The line containing "requires an integral" marks the end, so write out exactly every line from the top of the entries below through that one.

Supplied information:
[Start of Attachment]

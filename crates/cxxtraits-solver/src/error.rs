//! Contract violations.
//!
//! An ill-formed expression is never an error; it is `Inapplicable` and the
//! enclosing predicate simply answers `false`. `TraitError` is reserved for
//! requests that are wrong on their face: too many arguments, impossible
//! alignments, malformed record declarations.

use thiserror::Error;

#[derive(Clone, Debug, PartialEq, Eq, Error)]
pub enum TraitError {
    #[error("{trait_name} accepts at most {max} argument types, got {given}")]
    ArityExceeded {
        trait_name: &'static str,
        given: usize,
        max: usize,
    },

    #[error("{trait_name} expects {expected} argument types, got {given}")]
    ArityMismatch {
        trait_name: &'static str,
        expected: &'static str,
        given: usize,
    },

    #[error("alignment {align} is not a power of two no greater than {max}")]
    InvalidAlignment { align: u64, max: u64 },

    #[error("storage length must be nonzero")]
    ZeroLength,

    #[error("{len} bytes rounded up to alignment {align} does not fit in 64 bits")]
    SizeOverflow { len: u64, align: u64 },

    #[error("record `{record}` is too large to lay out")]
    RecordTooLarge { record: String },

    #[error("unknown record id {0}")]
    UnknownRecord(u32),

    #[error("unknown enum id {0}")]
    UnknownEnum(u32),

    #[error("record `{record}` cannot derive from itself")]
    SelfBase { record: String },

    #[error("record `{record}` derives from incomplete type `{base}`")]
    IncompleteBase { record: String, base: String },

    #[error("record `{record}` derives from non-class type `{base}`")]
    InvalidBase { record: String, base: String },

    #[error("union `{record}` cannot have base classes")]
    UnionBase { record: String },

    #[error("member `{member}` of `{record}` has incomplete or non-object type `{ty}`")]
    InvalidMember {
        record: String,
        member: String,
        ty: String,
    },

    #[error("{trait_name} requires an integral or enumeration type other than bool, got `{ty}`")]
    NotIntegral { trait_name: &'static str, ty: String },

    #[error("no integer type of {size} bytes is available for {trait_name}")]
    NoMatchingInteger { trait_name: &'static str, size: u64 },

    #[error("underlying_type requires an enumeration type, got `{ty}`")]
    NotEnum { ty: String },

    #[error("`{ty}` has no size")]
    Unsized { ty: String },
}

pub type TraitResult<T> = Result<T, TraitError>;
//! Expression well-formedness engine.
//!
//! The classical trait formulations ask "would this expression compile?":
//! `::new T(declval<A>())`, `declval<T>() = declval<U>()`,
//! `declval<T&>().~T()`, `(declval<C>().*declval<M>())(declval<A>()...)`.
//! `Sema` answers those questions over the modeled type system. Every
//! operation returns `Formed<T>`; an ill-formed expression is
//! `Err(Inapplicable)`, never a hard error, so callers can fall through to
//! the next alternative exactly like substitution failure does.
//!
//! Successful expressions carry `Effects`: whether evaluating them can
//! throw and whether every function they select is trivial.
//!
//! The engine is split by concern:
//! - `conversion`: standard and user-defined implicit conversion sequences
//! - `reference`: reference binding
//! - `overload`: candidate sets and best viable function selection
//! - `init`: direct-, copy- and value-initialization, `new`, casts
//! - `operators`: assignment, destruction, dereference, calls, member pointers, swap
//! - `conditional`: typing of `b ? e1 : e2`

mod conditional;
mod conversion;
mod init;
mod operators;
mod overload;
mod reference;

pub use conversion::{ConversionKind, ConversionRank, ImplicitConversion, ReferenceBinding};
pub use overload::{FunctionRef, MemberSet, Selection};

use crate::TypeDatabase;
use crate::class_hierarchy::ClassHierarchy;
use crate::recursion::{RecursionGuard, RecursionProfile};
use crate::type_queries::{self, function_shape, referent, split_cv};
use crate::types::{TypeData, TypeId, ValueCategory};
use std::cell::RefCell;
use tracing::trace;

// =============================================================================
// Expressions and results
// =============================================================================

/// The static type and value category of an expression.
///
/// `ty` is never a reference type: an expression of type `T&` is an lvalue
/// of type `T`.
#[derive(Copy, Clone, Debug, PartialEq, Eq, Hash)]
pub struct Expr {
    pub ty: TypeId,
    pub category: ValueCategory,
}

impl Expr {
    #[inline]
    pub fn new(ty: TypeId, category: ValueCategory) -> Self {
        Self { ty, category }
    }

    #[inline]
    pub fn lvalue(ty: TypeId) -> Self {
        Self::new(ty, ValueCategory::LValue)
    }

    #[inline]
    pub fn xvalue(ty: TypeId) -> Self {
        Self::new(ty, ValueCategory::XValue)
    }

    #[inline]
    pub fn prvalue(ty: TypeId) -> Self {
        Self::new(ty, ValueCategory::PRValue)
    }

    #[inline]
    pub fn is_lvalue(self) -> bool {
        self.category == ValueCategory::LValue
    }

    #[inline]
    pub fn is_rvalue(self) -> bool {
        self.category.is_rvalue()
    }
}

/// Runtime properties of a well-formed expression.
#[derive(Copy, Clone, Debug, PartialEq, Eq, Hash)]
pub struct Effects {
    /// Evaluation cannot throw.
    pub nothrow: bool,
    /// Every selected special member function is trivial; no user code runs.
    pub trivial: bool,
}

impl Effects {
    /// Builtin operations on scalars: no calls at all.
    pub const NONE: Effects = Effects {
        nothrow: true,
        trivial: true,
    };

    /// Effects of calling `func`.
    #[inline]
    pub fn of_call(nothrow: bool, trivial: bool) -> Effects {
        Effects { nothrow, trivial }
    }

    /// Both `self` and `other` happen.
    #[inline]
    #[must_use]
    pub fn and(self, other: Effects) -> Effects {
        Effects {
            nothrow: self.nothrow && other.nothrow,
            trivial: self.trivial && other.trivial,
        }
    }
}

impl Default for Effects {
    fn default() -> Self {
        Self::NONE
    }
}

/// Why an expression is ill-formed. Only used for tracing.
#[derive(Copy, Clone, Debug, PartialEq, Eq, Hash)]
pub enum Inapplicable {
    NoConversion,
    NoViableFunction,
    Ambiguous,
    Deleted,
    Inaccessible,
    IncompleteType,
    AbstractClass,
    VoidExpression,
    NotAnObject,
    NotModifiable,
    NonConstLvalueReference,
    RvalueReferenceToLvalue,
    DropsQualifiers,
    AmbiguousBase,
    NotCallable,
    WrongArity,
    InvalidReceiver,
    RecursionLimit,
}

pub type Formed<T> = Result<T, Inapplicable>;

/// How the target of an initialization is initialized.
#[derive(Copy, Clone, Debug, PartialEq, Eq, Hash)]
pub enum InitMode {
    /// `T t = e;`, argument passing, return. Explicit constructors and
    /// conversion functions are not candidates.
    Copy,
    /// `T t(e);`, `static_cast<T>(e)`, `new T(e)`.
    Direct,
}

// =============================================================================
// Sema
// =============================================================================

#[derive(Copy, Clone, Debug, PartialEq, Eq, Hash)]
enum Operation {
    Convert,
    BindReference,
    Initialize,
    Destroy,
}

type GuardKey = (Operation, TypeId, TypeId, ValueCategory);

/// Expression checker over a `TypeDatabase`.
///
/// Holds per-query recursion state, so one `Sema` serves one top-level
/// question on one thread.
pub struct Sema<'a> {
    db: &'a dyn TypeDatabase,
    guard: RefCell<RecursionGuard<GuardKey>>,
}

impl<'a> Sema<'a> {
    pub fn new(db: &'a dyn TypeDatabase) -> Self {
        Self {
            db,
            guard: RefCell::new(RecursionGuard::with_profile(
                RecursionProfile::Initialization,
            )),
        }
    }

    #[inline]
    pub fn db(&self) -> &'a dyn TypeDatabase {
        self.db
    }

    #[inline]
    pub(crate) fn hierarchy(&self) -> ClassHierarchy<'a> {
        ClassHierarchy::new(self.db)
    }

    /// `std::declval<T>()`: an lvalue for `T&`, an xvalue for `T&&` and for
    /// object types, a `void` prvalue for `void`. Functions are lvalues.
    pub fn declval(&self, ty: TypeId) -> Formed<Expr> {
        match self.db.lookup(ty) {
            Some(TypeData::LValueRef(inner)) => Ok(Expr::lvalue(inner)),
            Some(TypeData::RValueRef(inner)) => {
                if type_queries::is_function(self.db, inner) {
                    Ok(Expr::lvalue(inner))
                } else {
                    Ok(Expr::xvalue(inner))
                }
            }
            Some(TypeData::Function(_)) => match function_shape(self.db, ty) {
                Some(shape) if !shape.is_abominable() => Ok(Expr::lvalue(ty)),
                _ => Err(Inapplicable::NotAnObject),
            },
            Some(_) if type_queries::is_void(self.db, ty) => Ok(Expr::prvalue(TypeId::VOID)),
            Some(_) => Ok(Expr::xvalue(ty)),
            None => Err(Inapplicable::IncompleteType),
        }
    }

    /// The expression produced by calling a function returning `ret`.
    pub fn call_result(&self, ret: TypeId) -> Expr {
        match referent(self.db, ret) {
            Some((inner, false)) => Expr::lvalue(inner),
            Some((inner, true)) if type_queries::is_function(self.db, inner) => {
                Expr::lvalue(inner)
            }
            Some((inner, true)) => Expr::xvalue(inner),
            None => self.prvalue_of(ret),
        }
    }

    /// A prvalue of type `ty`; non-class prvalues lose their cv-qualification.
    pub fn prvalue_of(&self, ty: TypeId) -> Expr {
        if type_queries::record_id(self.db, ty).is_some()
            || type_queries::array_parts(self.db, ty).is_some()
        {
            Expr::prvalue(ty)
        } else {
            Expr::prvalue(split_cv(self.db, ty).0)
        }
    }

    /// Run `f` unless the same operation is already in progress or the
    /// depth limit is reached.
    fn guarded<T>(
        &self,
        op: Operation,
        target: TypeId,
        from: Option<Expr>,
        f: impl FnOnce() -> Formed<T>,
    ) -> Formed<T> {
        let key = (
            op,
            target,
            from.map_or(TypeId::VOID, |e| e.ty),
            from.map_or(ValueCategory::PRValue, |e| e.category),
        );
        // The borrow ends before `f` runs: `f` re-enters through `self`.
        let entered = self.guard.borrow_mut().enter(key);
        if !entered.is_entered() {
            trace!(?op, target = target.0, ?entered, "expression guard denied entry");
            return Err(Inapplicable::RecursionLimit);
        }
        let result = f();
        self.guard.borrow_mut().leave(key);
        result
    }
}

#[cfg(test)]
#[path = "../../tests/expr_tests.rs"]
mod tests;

[End of Attachment]

Solution to this problem:
filename crates/cxxtraits-solver/src/error.rs
//! Contract violations.
//!
//! An ill-formed expression is never an error; it is `Inapplicable` and the
//! enclosing predicate simply answers `false`. `TraitError` is reserved for
//! requests that are wrong on their face: too many arguments, impossible
//! alignments, malformed record declarations.

use thiserror::Error;

#[derive(Clone, Debug, PartialEq, Eq, Error)]
pub enum TraitError {
    #[error("{trait_name} accepts at most {max} argument types, got {given}")]
    ArityExceeded {
        trait_name: &'static str,
        given: usize,
        max: usize,
    },

    #[error("{trait_name} expects {expected} argument types, got {given}")]
    ArityMismatch {
        trait_name: &'static str,
        expected: &'static str,
        given: usize,
    },

    #[error("alignment {align} is not a power of two no greater than {max}")]
    InvalidAlignment { align: u64, max: u64 },

    #[error("storage length must be nonzero")]
    ZeroLength,

    #[error("{len} bytes rounded up to alignment {align} does not fit in 64 bits")]
    SizeOverflow { len: u64, align: u64 },

    #[error("record `{record}` is too large to lay out")]
    RecordTooLarge { record: String },

    #[error("unknown record id {0}")]
    UnknownRecord(u32),

    #[error("unknown enum id {0}")]
    UnknownEnum(u32),

    #[error("record `{record}` cannot derive from itself")]
    SelfBase { record: String },

    #[error("record `{record}` derives from incomplete type `{base}`")]
    IncompleteBase { record: String, base: String },

    #[error("record `{record}` derives from non-class type `{base}`")]
    InvalidBase { record: String, base: String },

    #[error("union `{record}` cannot have base classes")]
    UnionBase { record: String },

    #[error("member `{member}` of `{record}` has incomplete or non-object type `{ty}`")]
    InvalidMember {
        record: String,
        member: String,
        ty: String,
    },

    #[error("{trait_name} requires an integral or enumeration type other than bool, got `{ty}`")]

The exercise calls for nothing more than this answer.